PROBLEM DESCRIPTION: What is the number of lines in the listing below that contain the string "DbError"? Give that number only.
______
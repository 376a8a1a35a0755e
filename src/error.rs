use std::collections::BTreeMap;

use axum::{
    http::StatusCode,
    response::{IntoResponse, Response},
};
use sea_orm::{DbErr, SqlErr};
use serde::Serialize;
use thiserror::Error;
use validator::{ValidationError, ValidationErrors};

use crate::response::{ApiResponse, Meta};

#[derive(Debug, Error)]
pub enum AppError {
    #[error("Not Found")]
    NotFound,

    #[error("Bad Request {0}")]
    BadRequest(String),

    #[error("Validation failed")]
    Validation(#[from] ValidationErrors),

    #[error("Forbidden")]
    Forbidden,

    #[error("Conflict {0}")]
    Conflict(String),

    #[error("Database error")]
    DbError(sqlx::Error),

    #[error("ORM error")]
    OrmError(DbErr),

    #[error("Internal Server Error")]
    Internal(#[from] anyhow::Error),
}

impl AppError {
    /// Single field-level validation failure raised outside of `#[derive(Validate)]`.
    pub fn field(field: &'static str, code: &'static str, message: &'static str) -> Self {
        let mut error = ValidationError::new(code);
        error.message = Some(message.into());
        let mut errors = ValidationErrors::new();
        errors.add(field, error);
        AppError::Validation(errors)
    }
}

impl From<DbErr> for AppError {
    fn from(err: DbErr) -> Self {
        match err.sql_err() {
            Some(SqlErr::UniqueConstraintViolation(detail)) => AppError::Conflict(detail),
            Some(SqlErr::ForeignKeyConstraintViolation(_)) => {
                AppError::BadRequest("referenced record does not exist".into())
            }
            _ => AppError::OrmError(err),
        }
    }
}

impl From<sqlx::Error> for AppError {
    fn from(err: sqlx::Error) -> Self {
        if let Some(db_err) = err.as_database_error() {
            if db_err.is_unique_violation() {
                return AppError::Conflict(db_err.message().to_string());
            }
            if db_err.is_foreign_key_violation() {
                return AppError::BadRequest("referenced record does not exist".into());
            }
        }
        AppError::DbError(err)
    }
}

#[derive(Serialize)]
struct ErrorData {
    error: String,
    #[serde(skip_serializing_if = "BTreeMap::is_empty")]
    fields: BTreeMap<String, Vec<String>>,
}

fn field_messages(errors: &ValidationErrors) -> BTreeMap<String, Vec<String>> {
    errors
        .field_errors()
        .into_iter()
        .map(|(field, field_errors)| {
            let messages = field_errors
                .iter()
                .map(|e| {
                    e.message
                        .as_ref()
                        .map(|m| m.to_string())
                        .unwrap_or_else(|| e.code.to_string())
                })
                .collect();
            (field.to_string(), messages)
        })
        .collect()
}

impl IntoResponse for AppError {
    fn into_response(self) -> Response {
        let status = match &self {
            AppError::NotFound => StatusCode::NOT_FOUND,
            AppError::BadRequest(_) => StatusCode::BAD_REQUEST,
            AppError::Validation(_) => StatusCode::BAD_REQUEST,
            AppError::Forbidden => StatusCode::FORBIDDEN,
            AppError::Conflict(_) => StatusCode::CONFLICT,
            AppError::DbError(err) => {
                tracing::error!(error = %err, "database error");
                StatusCode::INTERNAL_SERVER_ERROR
            }
            AppError::OrmError(err) => {
                tracing::error!(error = %err, "orm error");
                StatusCode::INTERNAL_SERVER_ERROR
            }
            AppError::Internal(err) => {
                tracing::error!(error = %err, "internal error");
                StatusCode::INTERNAL_SERVER_ERROR
            }
        };

        let fields = match &self {
            AppError::Validation(errors) => field_messages(errors),
            _ => BTreeMap::new(),
        };

        let body = ApiResponse {
            message: self.to_string(),
            data: Some(ErrorData {
                error: self.to_string(),
                fields,
            }),
            meta: Some(Meta::empty()),
        };

        (status, axum::Json(body)).into_response()
    }
}

pub type AppResult<T> = Result<T, AppError>;

#[cfg(test)]
mod tests {
    use super::*;

    #[test]
    fn field_error_carries_message() {
        let err = AppError::field("images", "multiple_covers", "only one cover image is allowed");
        let AppError::Validation(errors) = &err else {
            panic!("expected validation error");
        };
        let fields = field_messages(errors);
        assert_eq!(
            fields.get("images"),
            Some(&vec!["only one cover image is allowed".to_string()])
        );
    }

    #[test]
    fn status_codes() {
        assert_eq!(AppError::NotFound.into_response().status(), StatusCode::NOT_FOUND);
        assert_eq!(
            AppError::Conflict("dup".into()).into_response().status(),
            StatusCode::CONFLICT
        );
        assert_eq!(
            AppError::field("phone", "phone", "bad").into_response().status(),
            StatusCode::BAD_REQUEST
        );
    }
}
______
RESULT FOR THIS TASK: 3